Today, you will write a new blog entry. Or, more accurately, you will write a pen and paper response in the form of a blog entry. While we made some progress yesterday in the mechanics of blogging, I don’t want to dedicate two days in a row to figuring this form out. Thus, let’s practice the blogging form in a medium you know well: paper.
Here are your potential topics; if you would like to do something else connected to The Five People You Meet in Heaven, let me know.
- “No story sits by itself. Sometimes stories meet at corners and sometimes they cover one another completely, like stones beneath a river.” Explain how the lives of Eddie and either Ruby, Eddie’s father, or Marguerite intersect, and how they shape each other.

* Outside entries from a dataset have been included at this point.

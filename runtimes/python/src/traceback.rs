use once_cell::sync::Lazy;
use playground_shared::FailureKind;
use regex::{Captures, Regex};

static PROGRAM_FRAME: Lazy<Regex> =
    Lazy::new(|| Regex::new(r#"File "<string>", line (\d+)"#).expect("valid frame pattern"));

static PARSE_ERROR: Lazy<Regex> = Lazy::new(|| {
    Regex::new(r"(?m)^(SyntaxError|IndentationError|TabError)\b").expect("valid error pattern")
});

/// Shifts `<string>` frame line numbers back by `offset` so they point at
/// the user's source instead of the wrapped program. Frames inside the
/// preamble are left alone.
pub fn rewrite_line_numbers(stderr: &str, offset: usize) -> String {
    PROGRAM_FRAME
        .replace_all(stderr, |caps: &Captures| match caps[1].parse::<usize>() {
            Ok(line) if line > offset => format!("File \"<string>\", line {}", line - offset),
            _ => caps[0].to_string(),
        })
        .into_owned()
}

pub fn classify(stderr: &str) -> FailureKind {
    if PARSE_ERROR.is_match(stderr) {
        FailureKind::Syntax
    } else {
        FailureKind::Runtime
    }
}
use anyhow::{Context, Result};
use clap::Parser;
use playground_executor::cli::{Cli, Command};
use playground_executor::{CodeExecutor, Tool, ToolInput, ToolInvocation};
use playground_shared::Language;
use serde_json::json;
use std::sync::Arc;
use tokio::io::{AsyncBufReadExt, AsyncReadExt, AsyncWriteExt, BufReader};
use tracing::{info, warn};
use tracing_subscriber::EnvFilter;

#[tokio::main]
async fn main() -> Result<()> {
    tracing_subscriber::fmt()
        .with_env_filter(
            EnvFilter::try_from_default_env().unwrap_or_else(|_| EnvFilter::new("warn")),
        )
        .with_writer(std::io::stderr)
        .init();

    let cli = Cli::parse();
    let executor = Arc::new(CodeExecutor::new(cli.config.into_config()));

    match cli.command {
        Command::Serve => serve(executor).await,
        Command::Run {
            language,
            timeout_ms,
            code,
        } => run(&executor, language, timeout_ms, code).await,
        Command::Tools => {
            println!("{}", serde_json::to_string_pretty(&executor.descriptors())?);
            Ok(())
        }
    }
}

async fn serve(executor: Arc<CodeExecutor>) -> Result<()> {
    info!("Serving tool calls on stdin");
    let mut lines = BufReader::new(tokio::io::stdin()).lines();
    let mut stdout = tokio::io::stdout();

    while let Some(line) = lines.next_line().await.context("failed to read stdin")? {
        if line.trim().is_empty() {
            continue;
        }

        let response = match serde_json::from_str::<ToolInvocation>(&line) {
            Ok(invocation) => executor.handle_invocation(invocation).await,
            Err(e) => {
                warn!("Rejected malformed request: {}", e);
                json!({ "error": format!("Invalid request: {e}") })
            }
        };

        let mut encoded = serde_json::to_string(&response)?;
        encoded.push('\n');
        stdout.write_all(encoded.as_bytes()).await?;
        stdout.flush().await?;
    }

    Ok(())
}

async fn run(
    executor: &CodeExecutor,
    language: Language,
    timeout_ms: Option<u64>,
    code: Option<String>,
) -> Result<()> {
    let code = match code {
        Some(code) => code,
        None => {
            let mut buf = String::new();
            tokio::io::stdin()
                .read_to_string(&mut buf)
                .await
                .context("failed to read code from stdin")?;
            buf
        }
    };

    let tool = match language {
        Language::JavaScript => Tool::RunJs,
        Language::Python => Tool::RunPython,
    };
    let input = ToolInput {
        code,
        timeout_ms: timeout_ms.map(|ms| ms as f64),
    };

    let result = executor.execute(input.into_request(language)).await;
    let success = result.success;
    println!("{}", serde_json::to_string_pretty(&tool.render(result)?)?);

    if !success {
        std::process::exit(1);
    }
    Ok(())
}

- Examine one of the lessons Eddie learns. Explain the importance/relevance of the lesson to Eddie’s life, but also make connections to your world (meaning personally or globally).
- Using Eddie as an example, explain why and how a seemingly unremarkable existence is meaningful.
The Structure of Blogs
- A blog is NOT an essay. You don’t need a lengthy introduction or a thesis statement. Still, topic sentences are always useful, so use ’em.

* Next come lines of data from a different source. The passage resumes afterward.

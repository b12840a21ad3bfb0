use serde::{Deserialize, Serialize};
use std::collections::BTreeMap;

/// Globals exposed to embedded JavaScript. Anything not listed here (or in
/// [`LANGUAGE_CONSTANTS`]) is removed from the evaluation context before
/// user code runs.
pub const JS_GLOBAL_ALLOWLIST: &[&str] = &[
    // math and serialization
    "Math",
    "JSON",
    // core constructors
    "Array",
    "Object",
    "String",
    "Number",
    "Boolean",
    "Date",
    "RegExp",
    // free functions
    "parseInt",
    "parseFloat",
    "isNaN",
    "isFinite",
    // collections
    "Map",
    "Set",
    "WeakMap",
    "WeakSet",
    "Promise",
    // typed arrays
    "Int8Array",
    "Uint8Array",
    "Int16Array",
    "Uint16Array",
    "Int32Array",
    "Uint32Array",
    "Float32Array",
    "Float64Array",
    "BigInt64Array",
    "BigUint64Array",
    "ArrayBuffer",
    "DataView",
    "BigInt",
    // errors
    "Error",
    "TypeError",
    "RangeError",
    "SyntaxError",
];

/// Non-configurable or self-referential globals that stay in place untouched.
pub const LANGUAGE_CONSTANTS: &[&str] = &["globalThis", "undefined", "NaN", "Infinity"];

/// Name of the logging binding installed by the runtime itself.
pub const CONSOLE_BINDING: &str = "console";

pub fn is_allowed_global(name: &str) -> bool {
    name == CONSOLE_BINDING
        || JS_GLOBAL_ALLOWLIST.contains(&name)
        || LANGUAGE_CONSTANTS.contains(&name)
}

/// Host variables an interpreter needs to start and locate its libraries.
pub const DEFAULT_ENV_PASSTHROUGH: &[&str] = &[
    "PATH",
    "HOME",
    "LANG",
    "LC_ALL",
    "LC_CTYPE",
    "TMPDIR",
    "TMP",
    "TEMP",
    "SYSTEMROOT",
    "PYTHONPATH",
    "PYTHONHOME",
    "VIRTUAL_ENV",
    "NODE_PATH",
];

/// Environment handed to interpreter subprocesses. The child starts from an
/// empty environment; only `passthrough` names are copied from the host and
/// `fixed` values are always set.
#[derive(Debug, Clone, Serialize, Deserialize)]
pub struct EnvPolicy {
    pub passthrough: Vec<String>,
    pub fixed: BTreeMap<String, String>,
}

impl Default for EnvPolicy {
    fn default() -> Self {
        Self {
            passthrough: DEFAULT_ENV_PASSTHROUGH.iter().map(|s| s.to_string()).collect(),
            fixed: BTreeMap::new(),
        }
    }
}

impl EnvPolicy {
    pub fn python() -> Self {
        Self::default()
            .with_fixed("PYTHONUNBUFFERED", "1")
            .with_fixed("PYTHONDONTWRITEBYTECODE", "1")
            .with_fixed("MPLBACKEND", "Agg")
    }

    pub fn with_fixed(mut self, key: impl Into<String>, value: impl Into<String>) -> Self {
        self.fixed.insert(key.into(), value.into());
        self
    }

    pub fn allow(mut self, names: impl IntoIterator<Item = String>) -> Self {
        for name in names {
            if !self.passthrough.contains(&name) {
                self.passthrough.push(name);
            }
        }
        self
    }

    /// Resolves the child environment against `lookup`, usually the host's
    /// `std::env::var`. Fixed values win over host values.
    pub fn resolve<F>(&self, lookup: F) -> BTreeMap<String, String>
    where
        F: Fn(&str) -> Option<String>,
    {
        let mut env = BTreeMap::new();
        for name in &self.passthrough {
            if let Some(value) = lookup(name) {
                env.insert(name.clone(), value);
            }
        }
        for (key, value) in &self.fixed {
            env.insert(key.clone(), value.clone());
        }
        env
    }

    pub fn resolve_from_host(&self) -> BTreeMap<String, String> {
        self.resolve(|name| std::env::var(name).ok())
    }
}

- The tone tends to be conversational, not formal. Remember that you want people to respond to your work.
- Engage the audience.You need to keep the reader’s interest. Be funny. Be bold. Be direct. (10 points to the Hogwarts house of your choice if you name the rhetorical device I just used).
- Make the first sentence count. Have you ever visited a website, only to leave after a few seconds because it didn’t grab your interest? Blogs need to capture the reader’s interest immediately, or the visitor might find another site. (Remind me to tell you about Ke$ha). This is easier if you start with your opinion, a reaction, or a personal connection.
- Stake out new ground. Don’t retell a story that I can find elsewhere. Give me a fresh perspective.
- Mix opinion with analysis. Because this is a blog, you MUST tell me what you think. Just remember to analyze your own ideas and conclusions.
- This is a mixed medium. If you a writing a CD review, link to a site that allows me to listen to a few seconds of the recording. If you are stating your opinion about the latest hockey controversy, link to a reputable site that is covering the story. Today, because you are using paper, a reference to a film, television show, or a song will suffice.
- It is okay to be uncertain, or to ask for feedback. Blogging is a great way to explore an issue/problem that has you befuddled. You can use the blog to analyze all sides of the problem.